● WHAT THE TASK ASKS:
From the data below, copy each line that includes the word "names".

[[ DATA TO USE open ]]

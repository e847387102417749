//! Build profiles.
//!
//! A [`Profile`] is an immutable snapshot of every option the tasks read. The
//! three stock profiles mirror the three ways a site is shipped:
//!
//! * **development**: nested styles, incremental templates, live-reload
//!   server, output in `dist/`.
//! * **distribution**: expanded and minified styles with vendor prefixes,
//!   the full documentation allow-list, output in `distribution/`.
//! * **online**: compressed styles, fingerprinted file names, optional CDN
//!   references, staged in `tmp/` and published to `online/`.
//!
//! Profiles are selected once per invocation and never merged at runtime. A
//! profile file only fills in the sections it names, every other section
//! keeps the values of the base profile it was read over.

use std::fmt::Display;

use camino::{Utf8Path, Utf8PathBuf};
use serde::{Deserialize, Serialize};

#[derive(Debug, Clone, Copy, PartialEq, Eq, Serialize, Deserialize)]
#[serde(rename_all = "lowercase")]
pub enum ProfileName {
    Development,
    Distribution,
    Online,
}

impl Display for ProfileName {
    fn fmt(&self, f: &mut std::fmt::Formatter<'_>) -> std::fmt::Result {
        match self {
            ProfileName::Development => write!(f, "development"),
            ProfileName::Distribution => write!(f, "distribution"),
            ProfileName::Online => write!(f, "online"),
        }
    }
}

/// Output style of the compiled stylesheets.
///
/// `Nested` is accepted for compatibility with older profiles, the compiler
/// renders it the same way as `Expanded`.
#[derive(Debug, Clone, Copy, PartialEq, Eq, Serialize, Deserialize)]
#[serde(rename_all = "lowercase")]
pub enum OutputStyle {
    Nested,
    Expanded,
    Compressed,
}

impl From<OutputStyle> for grass::OutputStyle {
    fn from(value: OutputStyle) -> Self {
        match value {
            OutputStyle::Nested | OutputStyle::Expanded => grass::OutputStyle::Expanded,
            OutputStyle::Compressed => grass::OutputStyle::Compressed,
        }
    }
}

#[derive(Debug, Clone, Serialize, Deserialize)]
pub struct Paths {
    /// Source root, templates are looked up relative to it.
    pub source: Utf8PathBuf,
    /// Output root of the compile and copy tasks.
    pub output: Utf8PathBuf,
    /// Stylesheet directory, relative to the output root.
    pub styles: Utf8PathBuf,
    /// Vendor directory, relative to the output root.
    pub vendor: Utf8PathBuf,
    /// Published directory for fingerprinted builds.
    pub final_output: Option<Utf8PathBuf>,
}

#[derive(Debug, Clone, Serialize, Deserialize)]
pub struct StyleOptions {
    /// Glob of the entry stylesheets, relative to the source root.
    pub entry: String,
    /// Glob of every stylesheet which can affect the entries.
    pub watch: String,
    pub output_style: OutputStyle,
    /// Paths searched by `@use` and `@import`, relative to the project root.
    pub include_paths: Vec<Utf8PathBuf>,
    /// Add vendor-prefixed twins of selected declarations.
    pub prefix: bool,
    /// Write an additional compressed `.min.css` with a source map.
    pub minify: bool,
}

#[derive(Debug, Clone, Default, PartialEq, Eq, Serialize, Deserialize)]
pub struct Locals {
    pub style_switcher: bool,
    pub no_index: bool,
}

#[derive(Debug, Clone, Serialize, Deserialize)]
pub struct TemplateOptions {
    /// Glob of the templates, relative to the source root.
    pub glob: String,
    /// Partials directory, relative to the source root. Partials never
    /// produce output on their own.
    pub partials: Utf8PathBuf,
    /// Only rebuild templates that changed or depend on a changed partial.
    pub incremental: bool,
    pub locals: Locals,
}

#[derive(Debug, Clone, Serialize, Deserialize)]
pub struct AssetOptions {
    /// Allow-list of globs relative to the source root.
    pub copy: Vec<String>,
    /// Globs which trigger a copy in watch mode.
    pub watch: Vec<String>,
}

#[derive(Debug, Clone, Serialize, Deserialize)]
pub struct VendorOptions {
    /// Package manifest listing the production dependencies.
    pub manifest: Utf8PathBuf,
    /// Installed packages directory.
    pub packages: Utf8PathBuf,
    /// Path segments removed from every copied path.
    pub strip: Vec<String>,
    /// Globs of package files which are never copied.
    pub exclude: Vec<String>,
}

#[derive(Debug, Clone, Serialize, Deserialize)]
pub struct FingerprintOptions {
    pub enabled: bool,
    /// Globs of files which keep their name and whose references are kept.
    pub exclude: Vec<String>,
    /// Number of hex characters embedded into file names.
    pub length: usize,
    /// Name of the manifest written into the published directory.
    pub manifest: Option<String>,
}

#[derive(Debug, Clone, Serialize, Deserialize)]
pub struct CdnOptions {
    pub enabled: bool,
    pub base: String,
    /// Globs of referenced files which are served from the CDN.
    pub files: Vec<String>,
}

#[derive(Debug, Clone, Serialize, Deserialize)]
pub struct ServerOptions {
    pub enabled: bool,
    pub port: u16,
}

/// An immutable set of options selected for one invocation.
#[derive(Debug, Clone, Serialize, Deserialize)]
pub struct Profile {
    pub name: ProfileName,
    pub paths: Paths,
    pub styles: StyleOptions,
    pub templates: TemplateOptions,
    pub assets: AssetOptions,
    pub vendor: VendorOptions,
    pub fingerprint: FingerprintOptions,
    pub cdn: CdnOptions,
    pub server: ServerOptions,
}

fn strings(items: &[&str]) -> Vec<String> {
    items.iter().map(|s| s.to_string()).collect()
}

impl Profile {
    pub fn development() -> Self {
        Self {
            name: ProfileName::Development,
            paths: Paths {
                source: "src".into(),
                output: "dist".into(),
                styles: "css".into(),
                vendor: "vendor".into(),
                final_output: None,
            },
            styles: StyleOptions {
                entry: "scss/style.*.scss".into(),
                watch: "scss/**/*.scss".into(),
                output_style: OutputStyle::Nested,
                include_paths: vec!["src/scss".into(), "src/scss/modules".into()],
                prefix: false,
                minify: false,
            },
            templates: TemplateOptions {
                glob: "**/*.jinja".into(),
                partials: "_includes".into(),
                incremental: true,
                locals: Locals::default(),
            },
            assets: AssetOptions {
                copy: strings(&["js/**", "img/**", "css/**", "fonts/**", "icons/**", "favicon.png"]),
                watch: strings(&["img/**", "js/**"]),
            },
            vendor: VendorOptions {
                manifest: "package.json".into(),
                packages: "node_modules".into(),
                strip: strings(&["dist", "distribute"]),
                exclude: strings(&[
                    "*.map",
                    "src/**/*",
                    "examples/**/*",
                    "example/**/*",
                    "demo/**/*",
                    "spec/**/*",
                    "docs/**/*",
                    "tests/**/*",
                    "test/**/*",
                    "node_modules/**/*",
                    "Gruntfile.js",
                    "gulpfile.js",
                    "package.json",
                    "package-lock.json",
                    "bower.json",
                    "composer.json",
                    "yarn.lock",
                    "webpack.config.js",
                    "README",
                    "LICENSE",
                    "CHANGELOG",
                    "*.yml",
                    "*.md",
                    "*.coffee",
                    "*.ts",
                    "*.scss",
                    "*.less",
                ]),
            },
            fingerprint: FingerprintOptions {
                enabled: false,
                exclude: strings(&["favicon.png", "**/*.html", "**/vendor/**"]),
                length: 8,
                manifest: Some("rev-manifest.json".into()),
            },
            cdn: CdnOptions {
                enabled: false,
                base: String::new(),
                files: strings(&["img/**", "vendor/**", "css/**"]),
            },
            server: ServerOptions {
                enabled: true,
                port: 8080,
            },
        }
    }

    pub fn distribution() -> Self {
        let mut profile = Self::development();
        profile.name = ProfileName::Distribution;
        profile.paths.output = "distribution".into();
        profile.styles.output_style = OutputStyle::Expanded;
        profile.styles.prefix = true;
        profile.styles.minify = true;
        profile.templates.incremental = false;
        profile.assets.copy = strings(&[
            "js/**",
            "css/**",
            "img/**",
            "docs/**",
            "icons/**",
            "fonts/**",
            "favicon.png",
            "readme.txt",
            "license.txt",
            "credits.txt",
            "custom-icons/**",
        ]);
        profile.server.enabled = false;
        profile
    }

    pub fn online() -> Self {
        let mut profile = Self::development();
        profile.name = ProfileName::Online;
        profile.paths.output = "tmp".into();
        profile.paths.final_output = Some("online".into());
        profile.styles.output_style = OutputStyle::Compressed;
        profile.styles.prefix = true;
        profile.templates.incremental = false;
        profile.templates.locals = Locals {
            style_switcher: true,
            no_index: true,
        };
        profile.assets.copy =
            strings(&["js/**", "img/**", "icons/**", "css/**", "fonts/**", "favicon.png"]);
        profile.fingerprint.enabled = true;
        profile.server.enabled = false;
        profile
    }

    pub fn named(name: ProfileName) -> Self {
        match name {
            ProfileName::Development => Self::development(),
            ProfileName::Distribution => Self::distribution(),
            ProfileName::Online => Self::online(),
        }
    }

    /// Reads a profile file over the stock profile `base`.
    ///
    /// Every top-level section present in the file replaces the base
    /// section wholesale; a partial section falls back to the base values
    /// for its missing fields.
    pub fn from_file(base: ProfileName, path: &Utf8Path) -> anyhow::Result<Self> {
        let text = std::fs::read_to_string(path)?;
        Self::from_json(base, &text)
    }

    pub fn from_json(base: ProfileName, text: &str) -> anyhow::Result<Self> {
        let overlay: serde_json::Value = serde_json::from_str(text)?;
        let mut value = serde_json::to_value(Self::named(base))?;

        if let (Some(target), Some(source)) = (value.as_object_mut(), overlay.as_object()) {
            for (key, section) in source {
                match (target.get_mut(key), section) {
                    (Some(serde_json::Value::Object(into)), serde_json::Value::Object(from)) => {
                        for (field, v) in from {
                            into.insert(field.clone(), v.clone());
                        }
                    }
                    _ => {
                        target.insert(key.clone(), section.clone());
                    }
                }
            }
        }

        Ok(serde_json::from_value(value)?)
    }
}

[[ DATA TO USE closed ]]

● ANSWER SECTION:
//! * **online**: compressed styles, fingerprinted file names, optional CDN
//! profile file only fills in the sections it names, every other section
    /// Number of hex characters embedded into file names.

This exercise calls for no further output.